Es posible que vivir y escribir se me antojen la misma cosa.
Que apenas sea capaz de distinguir las diferencias que pueda haber entre
enfrentarse a una aburrida gestión burocrática o a un simple apaño gramatical;
y que, en ambos casos, tienda a pensar que lo que tengo enfrente (o alrededor o
adentro) siempre son las mismas arenas movedizas, los páramos nebulosos, el
repetido croquis laberíntico de unos jardines subterráneos y la pléyade esquiva
de esas colmenas inalcanzables que me hablan, o eso creo, de un lejano castillo
donde sé que tengo una cita programada con alguien, pero no sé con quién. Quizá
sólo conmigo mismo. O con toda la humanidad a la vez.

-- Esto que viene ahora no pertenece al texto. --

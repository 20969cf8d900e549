//! Reconnect backoff math.
//!
//! - [`BackoffConfig`]: base/max delay and jitter for a reconnect loop
//! - [`backoff_delay_with_random`]: exponential backoff with explicit randomness
//! - [`BackoffConfig::delay`]: the same, seeded from the thread RNG

use std::time::Duration;

use serde::{Deserialize, Serialize};

/// Default base delay in milliseconds.
pub const DEFAULT_BASE_DELAY_MS: u64 = 1000;
/// Default maximum delay in milliseconds.
pub const DEFAULT_MAX_DELAY_MS: u64 = 30_000;
/// Default jitter factor (0.0 to 1.0).
pub const DEFAULT_JITTER_FACTOR: f64 = 0.2;

/// Exponential backoff parameters.
#[derive(Clone, Debug, PartialEq, Serialize, Deserialize)]
#[serde(rename_all = "camelCase", default)]
pub struct BackoffConfig {
    /// Delay before the first retry, in ms.
    pub base_delay_ms: u64,
    /// Upper bound on the un-jittered delay, in ms.
    pub max_delay_ms: u64,
    /// Symmetric jitter range (0.2 means ±20%).
    pub jitter_factor: f64,
}

impl Default for BackoffConfig {
    fn default() -> Self {
        Self {
            base_delay_ms: DEFAULT_BASE_DELAY_MS,
            max_delay_ms: DEFAULT_MAX_DELAY_MS,
            jitter_factor: DEFAULT_JITTER_FACTOR,
        }
    }
}

impl BackoffConfig {
    /// Delay to wait before retry number `attempt` (zero-based).
    pub fn delay(&self, attempt: u32) -> Duration {
        let ms = backoff_delay_with_random(
            attempt,
            self.base_delay_ms,
            self.max_delay_ms,
            self.jitter_factor,
            rand::random::<f64>(),
        );
        Duration::from_millis(ms)
    }
}

/// Exponential backoff with jitter.
///
/// Formula: `min(max_delay, base_delay * 2^attempt) * (1 + (random * 2 - 1) * jitter)`.
/// `random` should be in `[0.0, 1.0)`.
#[must_use]
#[allow(
    clippy::cast_precision_loss,
    clippy::cast_possible_truncation,
    clippy::cast_sign_loss
)]
pub fn backoff_delay_with_random(
    attempt: u32,
    base_delay_ms: u64,
    max_delay_ms: u64,
    jitter_factor: f64,
    random: f64,
) -> u64 {
    let exponential = base_delay_ms.saturating_mul(1u64 << attempt.min(31));
    let capped = exponential.min(max_delay_ms);

    let jitter = 1.0 + (random * 2.0 - 1.0) * jitter_factor.clamp(0.0, 1.0);
    let with_jitter = (capped as f64) * jitter;

    with_jitter.round().max(0.0) as u64
}
//! Hub client roles.

use std::fmt;

use serde::{Deserialize, Deserializer, Serialize, Serializer};

/// The label a hub client declares about itself in its `hello` message.
///
/// The set is open: anything that is not one of the known surfaces is kept
/// verbatim in [`Role::Other`].
#[derive(Clone, Debug, Default, PartialEq, Eq, Hash)]
pub enum Role {
    /// No role declared yet.
    #[default]
    Unknown,
    /// Operator control panel.
    Control,
    /// In-game overlay scene. Counted by the hub.
    Overlay,
    /// Post-match endgame scene.
    Endgame,
    /// Any other declared label.
    Other(String),
}

impl Role {
    /// Parse a declared role string. Matching is exact and case-sensitive.
    pub fn parse(value: &str) -> Self {
        match value {
            "unknown" => Self::Unknown,
            "control" => Self::Control,
            "overlay" => Self::Overlay,
            "endgame" => Self::Endgame,
            other => Self::Other(other.to_string()),
        }
    }

    /// Wire representation.
    pub fn as_str(&self) -> &str {
        match self {
            Self::Unknown => "unknown",
            Self::Control => "control",
            Self::Overlay => "overlay",
            Self::Endgame => "endgame",
            Self::Other(s) => s,
        }
    }

    /// Whether this role has been declared.
    pub fn is_declared(&self) -> bool {
        *self != Self::Unknown
    }
}

impl fmt::Display for Role {
    fn fmt(&self, f: &mut fmt::Formatter<'_>) -> fmt::Result {
        f.write_str(self.as_str())
    }
}

impl Serialize for Role {
    fn serialize<S: Serializer>(&self, serializer: S) -> Result<S::Ok, S::Error> {
        serializer.serialize_str(self.as_str())
    }
}

impl<'de> Deserialize<'de> for Role {
    fn deserialize<D: Deserializer<'de>>(deserializer: D) -> Result<Self, D::Error> {
        let s = String::deserialize(deserializer)?;
        Ok(Self::parse(&s))
    }
}
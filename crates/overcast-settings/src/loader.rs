//! Settings loading with deep merge and environment variable overrides.
//!
//! Loading flow:
//! 1. Start with compiled [`OvercastSettings::default()`]
//! 2. If `~/.overcast/settings.json` exists, deep-merge user values over defaults
//! 3. Apply `OVERCAST_*` environment variable overrides (highest priority)

use std::path::{Path, PathBuf};

use serde_json::Value;
use tracing::{debug, warn};

use crate::errors::Result;
use crate::types::OvercastSettings;

/// Resolve the path to the settings file (`~/.overcast/settings.json`).
pub fn settings_path() -> PathBuf {
    let home = std::env::var("HOME").unwrap_or_else(|_| "/tmp".to_string());
    PathBuf::from(home).join(".overcast").join("settings.json")
}

/// Load settings from the default path with env var overrides.
pub fn load_settings() -> Result<OvercastSettings> {
    load_settings_from_path(&settings_path())
}

/// Load settings from a specific path with env var overrides.
///
/// A missing file yields defaults. Invalid JSON is an error.
pub fn load_settings_from_path(path: &Path) -> Result<OvercastSettings> {
    let mut settings = load_file_layer(path)?;
    apply_env_overrides(&mut settings);
    Ok(settings)
}

/// Defaults with the file deep-merged over them, without env overrides.
pub fn load_file_layer(path: &Path) -> Result<OvercastSettings> {
    let defaults = serde_json::to_value(OvercastSettings::default())?;

    let merged = if path.exists() {
        debug!(?path, "loading settings from file");
        let content = std::fs::read_to_string(path)?;
        let user: Value = serde_json::from_str(&content)?;
        deep_merge(defaults, user)
    } else {
        debug!(?path, "settings file not found, using defaults");
        defaults
    };

    Ok(serde_json::from_value(merged)?)
}

/// Recursive deep merge of two JSON values.
///
/// - Objects are merged recursively (source overrides target per-key)
/// - Arrays and primitives are replaced entirely by source
/// - Null values in source are skipped (preserving target)
pub fn deep_merge(target: Value, source: Value) -> Value {
    match (target, source) {
        (Value::Object(mut target_map), Value::Object(source_map)) => {
            for (key, source_val) in source_map {
                if source_val.is_null() {
                    continue;
                }
                let merged = match target_map.remove(&key) {
                    Some(target_val) => deep_merge(target_val, source_val),
                    None => source_val,
                };
                let _ = target_map.insert(key, merged);
            }
            Value::Object(target_map)
        }
        (_, source) => source,
    }
}

/// Apply `OVERCAST_*` overrides from the process environment.
pub fn apply_env_overrides(settings: &mut OvercastSettings) {
    apply_overrides_with(settings, |name| std::env::var(name).ok());
}

/// Apply overrides from an arbitrary variable lookup.
///
/// Invalid values are logged and ignored, falling back to file/default.
pub fn apply_overrides_with(
    settings: &mut OvercastSettings,
    lookup: impl Fn(&str) -> Option<String>,
) {
    let env = Env { lookup };

    // ── Hub ─────────────────────────────────────────────────────────
    if let Some(v) = env.string("OVERCAST_HUB_HOST") {
        settings.hub.host = v;
    }
    if let Some(v) = env.parsed("OVERCAST_HUB_PORT", |s| parse_u16_range(s, 1, 65535)) {
        settings.hub.port = v;
    }
    if let Some(v) = env.parsed("OVERCAST_HUB_HEARTBEAT_SECS", |s| parse_u64_range(s, 1, 3600)) {
        settings.hub.heartbeat_interval_secs = v;
    }
    if let Some(v) = env.parsed("OVERCAST_HUB_METRICS", parse_bool) {
        settings.hub.metrics_enabled = v;
    }

    // ── Telemetry ───────────────────────────────────────────────────
    if let Some(v) = env.string("OVERCAST_TELEMETRY_URL") {
        settings.telemetry.url = v;
    }
    if let Some(v) = env.parsed("OVERCAST_TELEMETRY_DEBUG", parse_bool) {
        settings.telemetry.debug = v;
    }
    if let Some(v) = env.string("OVERCAST_TELEMETRY_DEBUG_FILTER") {
        settings.telemetry.debug_filter = Some(v);
    }

    // ── Automation ──────────────────────────────────────────────────
    if let Some(v) = env.parsed("OVERCAST_AUTOMATION_ENABLED", parse_bool) {
        settings.automation.enabled = v;
    }
    if let Some(v) = env.parsed("OVERCAST_AUTOMATION_MODE", |s| {
        serde_json::from_value(Value::String(s.to_string())).ok()
    }) {
        settings.automation.mode = v;
    }
    if let Some(v) = env.string("OVERCAST_OBS_URL") {
        settings.automation.obs.url = v;
    }
    if let Some(v) = env.string("OVERCAST_OBS_PASSWORD") {
        settings.automation.obs.password = Some(v);
    }

    // ── Logging ─────────────────────────────────────────────────────
    if let Some(v) = env.string("OVERCAST_LOG_LEVEL") {
        settings.logging.level = v;
    }
    if let Some(v) = env.parsed("OVERCAST_LOG_JSON", parse_bool) {
        settings.logging.json = v;
    }
}

struct Env<F> {
    lookup: F,
}

impl<F: Fn(&str) -> Option<String>> Env<F> {
    fn string(&self, name: &str) -> Option<String> {
        (self.lookup)(name).filter(|v| !v.is_empty())
    }

    fn parsed<T>(&self, name: &str, parse: impl Fn(&str) -> Option<T>) -> Option<T> {
        let val = (self.lookup)(name)?;
        let result = parse(&val);
        if result.is_none() {
            warn!(key = name, value = %val, "invalid env var, ignoring");
        }
        result
    }
}

// ── Pure parsing functions ──────────────────────────────────────────────────

/// Parse a string as a boolean.
///
/// Accepts (case-insensitive): `true`/`1`/`yes`/`on` or `false`/`0`/`no`/`off`.
pub fn parse_bool(val: &str) -> Option<bool> {
    match val.to_lowercase().as_str() {
        "true" | "1" | "yes" | "on" => Some(true),
        "false" | "0" | "no" | "off" => Some(false),
        _ => None,
    }
}

/// Parse a string as a `u16` within a range.
pub fn parse_u16_range(val: &str, min: u16, max: u16) -> Option<u16> {
    let n: u16 = val.parse().ok()?;
    (min..=max).contains(&n).then_some(n)
}

/// Parse a string as a `u64` within a range.
pub fn parse_u64_range(val: &str, min: u64, max: u64) -> Option<u64> {
    let n: u64 = val.parse().ok()?;
    (min..=max).contains(&n).then_some(n)
}
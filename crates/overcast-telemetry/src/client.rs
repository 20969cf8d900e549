//! `TelemetryClient`: a reconnecting WebSocket link with pair dispatch.

use std::sync::Arc;

use futures::{SinkExt, StreamExt};
use metrics::counter;
use overcast_core::LinkStatus;
use overcast_core::envelope::{TelemetryEnvelope, registration_message};
use parking_lot::Mutex;
use serde_json::{Value, json};
use tokio::sync::{mpsc, watch};
use tokio_tungstenite::tungstenite::Message;
use tokio_tungstenite::{MaybeTlsStream, WebSocketStream, connect_async};
use tokio_util::sync::CancellationToken;
use tracing::{debug, info};

use crate::config::TelemetryConfig;
use crate::dispatch::{
    Callback, LOCAL_CHANNEL, Names, STATUS_CHANNEL, STATUS_EVENT, SubscriptionTable,
    is_network_channel,
};
use crate::error::TelemetryError;
use crate::metrics::{TELEMETRY_EVENTS_TOTAL, TELEMETRY_RECONNECTS_TOTAL};

type WsStream = WebSocketStream<MaybeTlsStream<tokio::net::TcpStream>>;

/// Link status plus the last transport error, if any.
#[derive(Clone, Debug, Default, PartialEq, Eq)]
pub struct StatusReport {
    /// Current status.
    pub status: LinkStatus,
    /// Why the last connection attempt or session ended. Cleared on open.
    pub error: Option<String>,
}

impl StatusReport {
    fn up() -> Self {
        Self {
            status: LinkStatus::Up,
            error: None,
        }
    }

    fn connecting(error: Option<String>) -> Self {
        Self {
            status: LinkStatus::Connecting,
            error,
        }
    }

    /// `{"status": "...", "error": string|null}`
    pub fn payload(&self) -> Value {
        json!({ "status": self.status.as_str(), "error": self.error })
    }
}

struct LinkState {
    table: SubscriptionTable,
    /// Writer for the open socket. `None` whenever the link is not open.
    outbound: Option<mpsc::UnboundedSender<String>>,
    /// Bumped by `start` and `close`; tasks holding an older value are inert.
    generation: u64,
    cancel: CancellationToken,
}

struct Inner {
    state: Mutex<LinkState>,
    status: watch::Sender<StatusReport>,
}

impl Inner {
    fn is_current(&self, generation: u64) -> bool {
        self.state.lock().generation == generation
    }

    /// Publish `report` if it differs from the current one and notify
    /// `ws:status` subscribers.
    fn set_status(&self, generation: u64, report: StatusReport) {
        let callbacks = {
            let state = self.state.lock();
            if state.generation != generation {
                return;
            }
            let changed = self.status.send_if_modified(|current| {
                if *current == report {
                    return false;
                }
                *current = report.clone();
                true
            });
            if !changed {
                return;
            }
            state.table.callbacks(STATUS_CHANNEL, STATUS_EVENT)
        };
        debug!(status = %report.status, error = ?report.error, "telemetry status");
        let payload = report.payload();
        for callback in &callbacks {
            callback(&payload);
        }
    }

    fn dispatch(&self, channel: &str, event: &str, data: &Value) {
        let callbacks = self.state.lock().table.callbacks(channel, event);
        for callback in &callbacks {
            callback(data);
        }
    }

    /// Install the writer for a fresh socket, queueing one registration per
    /// known network pair ahead of anything else.
    fn attach(&self, generation: u64, outbound: mpsc::UnboundedSender<String>) -> bool {
        let mut state = self.state.lock();
        if state.generation != generation {
            return false;
        }
        let mut registered = 0usize;
        for (channel, event) in state.table.network_pairs() {
            let _ = outbound.send(registration_message(channel, event));
            registered += 1;
        }
        debug!(pairs = registered, "replayed telemetry registrations");
        state.outbound = Some(outbound);
        true
    }

    fn detach(&self, generation: u64) {
        let mut state = self.state.lock();
        if state.generation == generation {
            state.outbound = None;
        }
    }

    fn handle_frame(&self, generation: u64, config: &TelemetryConfig, text: &str) {
        if !self.is_current(generation) {
            return;
        }
        let Some(envelope) = TelemetryEnvelope::decode(text) else {
            debug!(len = text.len(), "ignoring telemetry frame without event");
            return;
        };
        if config.should_log(&envelope.event) {
            info!(event = %envelope.event, data = %envelope.data, "telemetry event");
        }
        self.set_status(generation, StatusReport::up());

        let (channel, event) = envelope.split_event();
        counter!(TELEMETRY_EVENTS_TOTAL, "channel" => channel.to_owned()).increment(1);
        self.dispatch(channel, event, &envelope.data);
    }
}

/// Pub/sub client for one telemetry source.
///
/// Subscriptions survive reconnects and restarts. Dropping the client stops
/// its connection task.
pub struct TelemetryClient {
    inner: Arc<Inner>,
}

impl TelemetryClient {
    /// A client with no link. Local dispatch works immediately.
    pub fn new() -> Self {
        let (status, _) = watch::channel(StatusReport::default());
        Self {
            inner: Arc::new(Inner {
                state: Mutex::new(LinkState {
                    table: SubscriptionTable::new(),
                    outbound: None,
                    generation: 0,
                    cancel: CancellationToken::new(),
                }),
                status,
            }),
        }
    }

    /// A client already connecting to `config.url`.
    pub fn connect(config: TelemetryConfig) -> Self {
        let client = Self::new();
        client.start(config);
        client
    }

    /// Begin connecting to `config.url`, tearing down any previous link.
    ///
    /// Must be called from within a tokio runtime.
    pub fn start(&self, config: TelemetryConfig) {
        let (generation, cancel) = {
            let mut state = self.inner.state.lock();
            state.generation += 1;
            state.outbound = None;
            state.cancel.cancel();
            state.cancel = CancellationToken::new();
            (state.generation, state.cancel.clone())
        };
        info!(url = %config.url, "starting telemetry link");
        let _ = tokio::spawn(run_link(self.inner.clone(), config, generation, cancel));
    }

    /// Register `callback` for every `channel × event` combination.
    ///
    /// Network pairs seen for the first time are registered upstream now if
    /// the link is open, otherwise when it next opens.
    pub fn subscribe<F>(&self, channels: impl Into<Names>, events: impl Into<Names>, callback: F)
    where
        F: Fn(&Value) + Send + Sync + 'static,
    {
        let callback: Callback = Arc::new(callback);
        let channels = channels.into();
        let events = events.into();

        let mut state = self.inner.state.lock();
        for channel in channels.iter() {
            for event in events.iter() {
                let is_new = state.table.add(channel, event, callback.clone());
                if !is_new || !is_network_channel(channel) {
                    continue;
                }
                if let Some(outbound) = &state.outbound {
                    let _ = outbound.send(registration_message(channel, event));
                }
            }
        }
    }

    /// Publish `data` on `channel:event`.
    ///
    /// The `local` channel dispatches synchronously to local subscribers.
    /// Anything else is written to the socket; returns `false` when the link
    /// is not open.
    pub fn send(&self, channel: &str, event: &str, data: Value) -> bool {
        match self.try_send(channel, event, data) {
            Ok(()) => true,
            Err(e) => {
                debug!(channel, event, error = %e, "telemetry send skipped");
                false
            }
        }
    }

    /// Like [`send`](Self::send), reporting why nothing was written.
    pub fn try_send(&self, channel: &str, event: &str, data: Value) -> Result<(), TelemetryError> {
        if channel == LOCAL_CHANNEL {
            self.inner.dispatch(channel, event, &data);
            return Ok(());
        }
        let frame = TelemetryEnvelope::new(channel, event, data).encode();
        let state = self.inner.state.lock();
        let outbound = state.outbound.as_ref().ok_or(TelemetryError::NotConnected)?;
        outbound.send(frame).map_err(|_| TelemetryError::Closed)
    }

    /// Current link status.
    pub fn status(&self) -> LinkStatus {
        self.inner.status.borrow().status
    }

    /// Current status with the last error.
    pub fn status_report(&self) -> StatusReport {
        self.inner.status.borrow().clone()
    }

    /// Receiver that observes every status change.
    pub fn watch_status(&self) -> watch::Receiver<StatusReport> {
        self.inner.status.subscribe()
    }

    /// Whether a socket is currently open.
    pub fn is_open(&self) -> bool {
        self.inner.state.lock().outbound.is_some()
    }

    /// Tear down the link and mark it `down`. Subscriptions are kept.
    pub fn close(&self) {
        let generation = {
            let mut state = self.inner.state.lock();
            state.generation += 1;
            state.outbound = None;
            state.cancel.cancel();
            state.generation
        };
        self.inner.set_status(generation, StatusReport::default());
    }
}

impl Default for TelemetryClient {
    fn default() -> Self {
        Self::new()
    }
}

impl Drop for TelemetryClient {
    fn drop(&mut self) {
        self.inner.state.lock().cancel.cancel();
    }
}

/// Connect, serve, and reconnect after a fixed delay until cancelled.
async fn run_link(
    inner: Arc<Inner>,
    config: TelemetryConfig,
    generation: u64,
    cancel: CancellationToken,
) {
    inner.set_status(generation, StatusReport::connecting(None));
    loop {
        let connected = tokio::select! {
            () = cancel.cancelled() => return,
            result = connect_async(config.url.as_str()) => result,
        };
        let error = match connected {
            Ok((ws, _)) => {
                debug!(url = %config.url, "telemetry connected");
                serve(&inner, &config, generation, &cancel, ws).await
            }
            Err(e) => Some(e.to_string()),
        };
        if cancel.is_cancelled() {
            return;
        }

        debug!(error = ?error, delay = ?config.reconnect_delay, "telemetry link down, retrying");
        inner.set_status(generation, StatusReport::connecting(error));
        tokio::select! {
            () = cancel.cancelled() => return,
            () = tokio::time::sleep(config.reconnect_delay) => {}
        }
        counter!(TELEMETRY_RECONNECTS_TOTAL).increment(1);
    }
}

/// Pump one socket until it closes. Returns why it ended, or `None` when cancelled.
async fn serve(
    inner: &Inner,
    config: &TelemetryConfig,
    generation: u64,
    cancel: &CancellationToken,
    ws: WsStream,
) -> Option<String> {
    let (mut ws_tx, mut ws_rx) = ws.split();
    let (out_tx, mut out_rx) = mpsc::unbounded_channel::<String>();
    if !inner.attach(generation, out_tx) {
        return None;
    }
    inner.set_status(generation, StatusReport::up());

    let reason = loop {
        tokio::select! {
            () = cancel.cancelled() => {
                let _ = ws_tx.send(Message::Close(None)).await;
                break None;
            }
            Some(text) = out_rx.recv() => {
                if let Err(e) = ws_tx.send(Message::Text(text.into())).await {
                    break Some(e.to_string());
                }
            }
            frame = ws_rx.next() => match frame {
                Some(Ok(Message::Text(text))) => inner.handle_frame(generation, config, text.as_str()),
                Some(Ok(Message::Binary(data))) => match std::str::from_utf8(&data) {
                    Ok(text) => inner.handle_frame(generation, config, text),
                    Err(_) => debug!(len = data.len(), "dropping non-UTF8 telemetry frame"),
                },
                Some(Ok(Message::Close(_))) | None => break Some("connection closed".to_owned()),
                Some(Ok(_)) => {}
                Some(Err(e)) => break Some(e.to_string()),
            }
        }
    };

    inner.detach(generation);
    reason
}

O con nadie.
Así las cosas, la lectura de la realidad se convierte en lo
opuesto de lo que, según el manual, debiera ser. Se convierte en introspección
y ensimismamiento. En la búsqueda refleja de lo exterior en lo interior. Me
resguardo, pues, en el filo de la intemperie como en el ágora de mí mismo. Como
si recogiéndome en una oración en la que el mundo es una réplica exacta de esos
mismos versículos que recito en voz baja; y esa letanía sonámbula, ese mantra
universal me invade hasta ocuparme del todo. Hasta usurparme.
Es entonces cuando el mundo habla por mí y me convierte en
el médium de un Pacto de Estado en el que debería creer, pero no creo. Hay
mucho burro suelto y en el castillo parece que la fiesta es ya una orgía; y no
hay lugar para la oración donde los presos no anhelan la libertad, sino la supervivencia
de los símbolos o la barbarie de los hechos.